# Exercise:
Everything from the top of the data below through the line with "a single glyph." should be duplicated exactly, and nothing past it.
'''
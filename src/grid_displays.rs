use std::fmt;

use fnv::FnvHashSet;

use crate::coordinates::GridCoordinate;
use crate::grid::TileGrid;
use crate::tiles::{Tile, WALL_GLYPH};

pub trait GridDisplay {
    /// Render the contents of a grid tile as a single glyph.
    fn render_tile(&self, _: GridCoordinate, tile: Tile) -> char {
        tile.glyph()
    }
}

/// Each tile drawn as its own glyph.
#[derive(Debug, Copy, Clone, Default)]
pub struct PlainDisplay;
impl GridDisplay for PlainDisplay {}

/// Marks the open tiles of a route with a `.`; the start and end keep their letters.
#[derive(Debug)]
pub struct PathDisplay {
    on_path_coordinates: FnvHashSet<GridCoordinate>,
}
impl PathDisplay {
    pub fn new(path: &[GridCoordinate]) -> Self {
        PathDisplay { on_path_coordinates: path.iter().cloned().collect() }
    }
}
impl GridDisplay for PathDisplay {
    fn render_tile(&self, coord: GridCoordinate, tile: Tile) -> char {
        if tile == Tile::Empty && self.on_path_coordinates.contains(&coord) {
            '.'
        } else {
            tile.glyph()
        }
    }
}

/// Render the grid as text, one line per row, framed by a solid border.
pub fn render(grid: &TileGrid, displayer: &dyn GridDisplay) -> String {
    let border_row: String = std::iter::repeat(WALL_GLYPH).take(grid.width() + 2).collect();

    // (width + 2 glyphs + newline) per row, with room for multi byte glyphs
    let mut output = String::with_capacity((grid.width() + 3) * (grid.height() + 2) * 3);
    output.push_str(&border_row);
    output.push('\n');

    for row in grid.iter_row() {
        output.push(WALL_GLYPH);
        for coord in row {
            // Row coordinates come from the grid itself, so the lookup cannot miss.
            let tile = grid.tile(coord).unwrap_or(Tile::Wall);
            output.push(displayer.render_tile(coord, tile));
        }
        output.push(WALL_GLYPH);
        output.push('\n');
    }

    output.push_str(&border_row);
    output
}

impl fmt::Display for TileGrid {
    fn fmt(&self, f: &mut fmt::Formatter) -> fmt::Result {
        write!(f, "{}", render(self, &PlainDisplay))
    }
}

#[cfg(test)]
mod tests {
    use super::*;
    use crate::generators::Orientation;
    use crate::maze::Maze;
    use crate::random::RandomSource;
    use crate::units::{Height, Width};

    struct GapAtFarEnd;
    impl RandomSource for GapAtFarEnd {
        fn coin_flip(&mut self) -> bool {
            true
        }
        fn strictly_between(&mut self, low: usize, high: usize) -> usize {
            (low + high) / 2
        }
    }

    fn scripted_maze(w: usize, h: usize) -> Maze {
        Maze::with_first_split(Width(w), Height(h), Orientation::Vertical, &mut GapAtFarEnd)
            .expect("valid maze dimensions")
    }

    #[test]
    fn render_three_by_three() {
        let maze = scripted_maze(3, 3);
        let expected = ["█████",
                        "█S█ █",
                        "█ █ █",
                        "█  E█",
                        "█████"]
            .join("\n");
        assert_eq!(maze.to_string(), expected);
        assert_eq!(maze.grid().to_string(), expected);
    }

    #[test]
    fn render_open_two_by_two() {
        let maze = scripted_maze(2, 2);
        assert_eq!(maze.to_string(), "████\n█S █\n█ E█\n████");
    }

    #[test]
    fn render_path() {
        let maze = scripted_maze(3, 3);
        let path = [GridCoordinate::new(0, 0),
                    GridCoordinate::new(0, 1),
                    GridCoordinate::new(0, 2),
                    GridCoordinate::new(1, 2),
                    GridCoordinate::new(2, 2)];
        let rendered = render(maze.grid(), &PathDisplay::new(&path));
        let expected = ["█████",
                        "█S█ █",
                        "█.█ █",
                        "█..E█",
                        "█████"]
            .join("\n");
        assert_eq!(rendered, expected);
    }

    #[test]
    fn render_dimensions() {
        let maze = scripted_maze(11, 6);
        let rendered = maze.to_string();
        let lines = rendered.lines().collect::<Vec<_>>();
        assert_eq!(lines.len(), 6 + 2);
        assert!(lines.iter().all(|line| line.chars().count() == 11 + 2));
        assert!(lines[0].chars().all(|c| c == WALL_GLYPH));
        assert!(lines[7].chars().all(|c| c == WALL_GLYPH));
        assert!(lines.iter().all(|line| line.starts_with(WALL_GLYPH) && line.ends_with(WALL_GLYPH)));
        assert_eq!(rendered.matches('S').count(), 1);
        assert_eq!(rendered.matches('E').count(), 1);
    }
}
'''
# Answer to this exercise:
filename src/grid_displays.rs
use std::fmt;

use fnv::FnvHashSet;

use crate::coordinates::GridCoordinate;
use crate::grid::TileGrid;
use crate::tiles::{Tile, WALL_GLYPH};

pub trait GridDisplay {
    /// Render the contents of a grid tile as a single glyph.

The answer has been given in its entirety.